You will need quite some time to get things sorted out and if you have to read scientific material in German language you might need up to twice as long for one text as your German fellow students. I always advice those who ask me this kind of question to invest more time to solidify their knowledge of German to have a better life on the long run.

If you are young and taking a gap year, use that time to become really good at German and develop your language skills, like e.g. learn how to learn or deepen your knowledge of the German society (<– I urge you to read this book), history and culture. Those will help you greatly on the long run. You don’t just want to be the fastest student, you mainly want to be one of the best. There are really quick ways to master the German language like the Learning German faster course, but to prepare for DSH & TestDaF it takes more.

Do Not Come to Germany

…before you have passed your B1 exam. Dealing with a new environment, language and culture at the same time is extremely demanding and also inefficient. Even if you don’t fail completely, your experience of Germany will be one of suffering a lot. Don’t listen to anyone, that claims, the fastest way to learn German is to come here. Especially mistrust them if they take your money for this rubbish advice. They might call that immersion. But Immersion doesn’t make sense before having reached level B1 due to the above mentioned reason. That being said, let me help you with getting through your DSH / TestDaF exam.

German DSH TestDaf Exam

If it just was this easy / Image by Pixabay

B2 Does not Equal B2

Both the DSH / TestDAF exam are very challenging exams. While passing the TestDaF generally requires level B2, it is not comparable with a standard B2 level, as they check whether you are ready to study in German language at a German university. There are immense differences in vocabulary and a stronger focus on grammatical structures mainly used in scientific literature and writing. Also the topics of the speaking exam are far more formal than in the standard B2 exam.Take a glance at a sample here.
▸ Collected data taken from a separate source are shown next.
/*!
 * Diagnostic checks for reconstructed lyric timelines.
 *
 * Validation never rejects a timeline: lyric sources are best-effort by
 * nature, so every finding here is a warning for the log, not an error.
 *
 * - `timeline`: Ordering, overlap and word-fragment consistency checks
 */

pub mod timeline;

pub use timeline::{
    LineCheckResult, TimelineIssue, TimelineValidationResult, TimelineValidator,
    TimelineValidatorConfig,
};
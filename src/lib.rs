/*!
 * # lyrsync - Synchronized Lyric Reconstruction
 *
 * A Rust library for merging independently-timestamped lyric tracks into
 * one unified, time-ordered timeline.
 *
 * ## Features
 *
 * - Parse plain per-line timestamped tracks (original, translation,
 *   romanization)
 * - Parse word-level (karaoke) timing tracks with duration-proportional
 *   sub-word splitting
 * - Overlay translation and romanization by exact-or-nearest timestamp
 * - Timeline synthesis: silence-gap insertion, lead-in padding,
 *   pure-instrumental detection
 * - Best-effort parsing throughout: malformed lines are skipped, absent
 *   tracks are treated as empty
 *
 * ## Architecture
 *
 * The library is organized in these main modules:
 * - `app_config`: Configuration management
 * - `lyric`: Track parsing and timeline reconstruction:
 *   - `lyric::timestamp`: Leading timestamp tag tokenizer
 *   - `lyric::plain`: Plain track parser
 *   - `lyric::dynamic`: Word-level track parser
 *   - `lyric::merge`: Alignment and merge engine
 *   - `lyric::postprocess`: Timeline finishing pass
 * - `validation`: Diagnostic timeline checks
 * - `file_utils`: File system operations
 * - `app_controller`: Main application controller
 * - `errors`: Custom error types for the application
 *
 * ## License
 *
 * This project is licensed under the MIT License
 */

// Global lints configuration
// These lints will be allowed but not auto-fixed
#![allow(clippy::uninlined_format_args)]
#![allow(clippy::redundant_closure_for_method_calls)]
// Add other lints you want to allow but not auto-fix

// Public modules
pub mod app_config;
pub mod app_controller;
pub mod errors;
pub mod file_utils;
pub mod lyric;
pub mod validation;

// Re-export main types for easier usage
pub use app_config::Config;
pub use app_controller::Controller;
pub use errors::{AppError, ConfigError, OutputError};
pub use lyric::{parse_lyric, LyricLine, WordFragment};
pub use validation::TimelineValidator;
How Long Does it Take to Prepare for the TestDaF / DSH Exam?

Of course, everything depends on your skills and the efficiency of your learning process. There are different scenarios:

Learning German on Your Own

If you are learning German on your own and you are NOT an experienced language learner, it is very unlikely that you will ever reach that level of B2, especially if German is your first foreign language. You might become fluent in functional German, meaning, having conversations about things that you usually talk about in your daily life but writing, especially scientific writing is a whole different level.

Sure, you might be one of the 1% exceptional German learners that just hears or reads a word of German somewhere and instantly learns it, but you most likely belong to 99% of normally intelligent German learners, that simply takes more time and effort than those talented folks. I strongly recommend that you seek a private tutor or in the second-worst case a group in some cheap language school (200-400€ per month). No need to waste much money on the expensive schools as your experience is mainly influenced by your teacher and fellow students.

Learning German in a Class / Group

This is the second-worst option. There are plenty of disadvantages of groups.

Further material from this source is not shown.